Regular customers are of many types but of only one sex-male. A mixed age-group, very young to middle-aged they return day after day to play a particular table. Many are prosperous; ten shillings is a not unusual sum to spend on each visit. Business men wearing soft hats of emphatic curve, carrying bulky pigskin briefcases, often play the tables in pairs during the lunch hour.
The peep-show, a non-scoring game of mechanism Peeping Tom has also an exclusively masculine following. A penny is placed in the aperture of the ‘Muto-scope’ or ‘Butiviewer’ and one peers down a black eyepiece at a miniature motion picture of a girl caught, as a rule, in protracted dalliance, wearing only her wrap or underclothes; a clothed male may also appear, the sleek young-middle aged shop walker type, sometimes dressed in Turkish costume.

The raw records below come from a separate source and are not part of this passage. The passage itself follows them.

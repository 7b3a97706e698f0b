use bevy::prelude::*;
use serde::{Deserialize, Serialize};

/// Enemy behaviour mode. One closed enum instead of separate stagger/rush flags.
#[derive(Component, Debug, Clone, Copy, PartialEq, Eq, Hash, Default, Serialize, Deserialize)]
#[repr(u8)]
pub enum EnemyState {
    #[default]
    Unoccupied = 0,
    Attacking = 1,
    Rushing = 2,
    Staggered = 3,
    Dead = 4,
    Roaring = 5,
    Dodging = 6,
    Taunting = 7,
}

impl EnemyState {
    /// Value written to the `EnemyState` blackboard key.
    pub fn as_byte(self) -> u8 {
        self as u8
    }

    pub fn from_byte(byte: u8) -> Option<Self> {
        Some(match byte {
            0 => EnemyState::Unoccupied,
            1 => EnemyState::Attacking,
            2 => EnemyState::Rushing,
            3 => EnemyState::Staggered,
            4 => EnemyState::Dead,
            5 => EnemyState::Roaring,
            6 => EnemyState::Dodging,
            7 => EnemyState::Taunting,
            _ => return None,
        })
    }

    /// Balance damage is ignored (and stagger blocked) in these states.
    pub fn blocks_stagger(self) -> bool {
        matches!(
            self,
            EnemyState::Staggered | EnemyState::Rushing | EnemyState::Roaring | EnemyState::Dead
        )
    }

    /// Short animation-bound states that end on the action timer.
    pub fn is_transient_action(self) -> bool {
        matches!(
            self,
            EnemyState::Attacking | EnemyState::Roaring | EnemyState::Dodging | EnemyState::Taunting
        )
    }
}
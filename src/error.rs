//! Error types for the fallible edges of the combat core.
//!
//! Gameplay guards never error: a rejected fire/reload/dodge just returns
//! `false` and leaves state untouched. Only configuration I/O and handle
//! lookups from the foreign interface surface as `CombatError`.

use std::path::PathBuf;

use crate::actors::ActorId;

#[derive(Debug, thiserror::Error)]
pub enum CombatError {
    #[error("IO error: {0}")]
    Io(#[from] std::io::Error),
    #[error("RON parse error: {0}")]
    Ron(#[from] ron::error::SpannedError),
    #[error("JSON parse error: {0}")]
    Json(#[from] serde_json::Error),
    #[error("Unsupported config format: {0:?}")]
    UnsupportedFormat(PathBuf),
    #[error("Invalid config: {0}")]
    InvalidConfig(String),
    #[error("Stale or unknown actor handle: {0:?}")]
    StaleHandle(ActorId),
}

pub type CombatResult<T> = Result<T, CombatError>;
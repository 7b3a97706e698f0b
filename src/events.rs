//! Outbound notifications for presentation and AI layers.

use bevy::math::Vec3;
use serde::{Deserialize, Serialize};

use crate::actors::ActorId;
use crate::weapon::WeaponKind;

#[derive(Debug, Clone, Copy, PartialEq, Eq, Serialize, Deserialize)]
pub enum SpawnKind {
    Player,
    Enemy,
    DroppedWeapon,
    Explosive,
    Projectile,
    Spawner,
}

#[derive(Debug, Clone, PartialEq)]
pub enum CombatEvent {
    /// Floating damage number
    HitNumber {
        target: ActorId,
        amount: f32,
        location: Vec3,
        weakspot: bool,
    },
    Damaged {
        target: ActorId,
        amount: f32,
        instigator: Option<ActorId>,
        remaining: f32,
    },
    Death {
        actor: ActorId,
    },
    Stagger {
        actor: ActorId,
    },
    ShotFired {
        shooter: ActorId,
        ammo_left: u32,
    },
    WeaponEquipped {
        owner: ActorId,
        kind: WeaponKind,
        slot: usize,
    },
    WeaponDropped {
        owner: ActorId,
        item: ActorId,
    },
    Spawned {
        actor: ActorId,
        kind: SpawnKind,
        location: Vec3,
    },
    Exploded {
        actor: ActorId,
        location: Vec3,
        radius: f32,
    },
    Despawned {
        actor: ActorId,
    },
}

impl CombatEvent {
    /// The actor an event is chiefly about.
    pub fn subject(&self) -> ActorId {
        match self {
            CombatEvent::HitNumber { target, .. } | CombatEvent::Damaged { target, .. } => *target,
            CombatEvent::Death { actor }
            | CombatEvent::Stagger { actor }
            | CombatEvent::Spawned { actor, .. }
            | CombatEvent::Exploded { actor, .. }
            | CombatEvent::Despawned { actor } => *actor,
            CombatEvent::ShotFired { shooter, .. } => *shooter,
            CombatEvent::WeaponEquipped { owner, .. } | CombatEvent::WeaponDropped { owner, .. } => {
                *owner
            }
        }
    }

    pub fn name(&self) -> &'static str {
        match self {
            CombatEvent::HitNumber { .. } => "hit_number",
            CombatEvent::Damaged { .. } => "damaged",
            CombatEvent::Death { .. } => "death",
            CombatEvent::Stagger { .. } => "stagger",
            CombatEvent::ShotFired { .. } => "shot_fired",
            CombatEvent::WeaponEquipped { .. } => "weapon_equipped",
            CombatEvent::WeaponDropped { .. } => "weapon_dropped",
            CombatEvent::Spawned { .. } => "spawned",
            CombatEvent::Exploded { .. } => "exploded",
            CombatEvent::Despawned { .. } => "despawned",
        }
    }
}

/// Flat, serialisable form of a `CombatEvent` for foreign callers.
#[derive(Debug, Clone, Serialize, Deserialize)]
pub struct CombatEventMsg {
    pub kind: String,
    pub subject: u64,
    pub amount: Option<f32>,
    pub location: Option<[f32; 3]>,
    pub weakspot: Option<bool>,
    pub other: Option<u64>,
}

impl From<&CombatEvent> for CombatEventMsg {
    fn from(event: &CombatEvent) -> Self {
        let mut msg = CombatEventMsg {
            kind: event.name().to_string(),
            subject: event.subject().to_bits(),
            amount: None,
            location: None,
            weakspot: None,
            other: None,
        };
        match event {
            CombatEvent::HitNumber {
                amount,
                location,
                weakspot,
                ..
            } => {
                msg.amount = Some(*amount);
                msg.location = Some(location.to_array());
                msg.weakspot = Some(*weakspot);
            }
            CombatEvent::Damaged {
                amount, instigator, ..
            } => {
                msg.amount = Some(*amount);
                msg.other = instigator.map(ActorId::to_bits);
            }
            CombatEvent::ShotFired { ammo_left, .. } => msg.amount = Some(*ammo_left as f32),
            CombatEvent::WeaponEquipped { slot, .. } => msg.amount = Some(*slot as f32),
            CombatEvent::WeaponDropped { item, .. } => msg.other = Some(item.to_bits()),
            CombatEvent::Spawned { location, .. } => msg.location = Some(location.to_array()),
            CombatEvent::Exploded {
                location, radius, ..
            } => {
                msg.location = Some(location.to_array());
                msg.amount = Some(*radius);
            }
            CombatEvent::Death { .. } | CombatEvent::Stagger { .. } | CombatEvent::Despawned { .. } => {}
        }
        msg
    }
}
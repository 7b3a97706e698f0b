// Export every bridge function from the Windows DLL.
//
// MSVC needs a module-definition file naming each export. It is generated
// from the `pub extern "C" fn` items in the bridge so the list cannot drift.
use std::env;
use std::fs;
use std::path::PathBuf;

const BRIDGE_SOURCE: &str = "src/bridge/mod.rs";
const LIBRARY_NAME: &str = "shooter_core";

fn main() {
    println!("cargo:rerun-if-changed={}", BRIDGE_SOURCE);

    if env::var("CARGO_CFG_TARGET_OS").as_deref() != Ok("windows") {
        return;
    }
    let target = env::var("TARGET").unwrap_or_default();

    if target.contains("gnu") {
        println!("cargo:rustc-cdylib-link-arg=-Wl,--export-all-symbols");
    } else if target.contains("msvc") {
        let source = fs::read_to_string(BRIDGE_SOURCE).expect("bridge source is readable");
        let out_dir = env::var("OUT_DIR").expect("cargo sets OUT_DIR");
        let def_path = PathBuf::from(out_dir).join(format!("{}.def", LIBRARY_NAME));
        fs::write(&def_path, module_definition(&source)).expect("OUT_DIR is writable");
        println!("cargo:rustc-cdylib-link-arg=/DEF:{}", def_path.display());
    }
}

fn module_definition(source: &str) -> String {
    let mut def = format!("LIBRARY {}\nEXPORTS\n", LIBRARY_NAME);
    for name in exported_functions(source) {
        def.push_str("    ");
        def.push_str(name);
        def.push('\n');
    }
    def
}

fn exported_functions(source: &str) -> impl Iterator<Item = &str> {
    source
        .lines()
        .filter_map(|line| line.trim_start().strip_prefix("pub extern \"C\" fn "))
        .filter_map(|rest| rest.split('(').next())
        .map(str::trim)
}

The sequence of pictures shown within is advertised by a ‘still’ bearing the expected caption: ‘Paris Nights’, ‘Sunbathing’, ‘Parasol Polly’, ‘A Pair of Queens’. Some are old fashioned machines worked by hand. In this case stills of half-dressed chorus girls, of the 1920 type flick over as one turns the handle. The pictures are illuminated in flashes, so the viewer’s eye holes shine yellow at one moment and are deeply shadowed the next.
The attendants are an essentially urban type, matey, good-humoured and nervy having a predilection for flashy up-to-dateness. This makes them touchingly proud of the little modern equipment they possess. Many of the older types of installation have great visual charm with their fussy grandfather clock appearance and elaborately erratic machinery ticking over within.
For these or other attractions single customers are apt to have a furtive look. They twist their mouths at you a bit sheepishly as they crane their necks to the peepshow eyepiece. But practised in groups, these penny pastimes take a more wholehearted and genial turn; and there is much geniality in the hours of peak attendance – rainy Sunday afternoons or evenings towards the week-end.
There is a sense of motion, vitality, quick-fire humour and attractively sharp colour, which contrasts not unfavourably with the stretched-out monotony of the scene outside. The Sports Garden entrance cuts a yellow hole in the black forbidding frontage of the night streets; beyond it we catch sight of the mysteriously welcome dazzle of coloured lights and animated crowds; while relayed Swing music, throbbing rather pleasantly down the empty street, thumps quietly at our ears.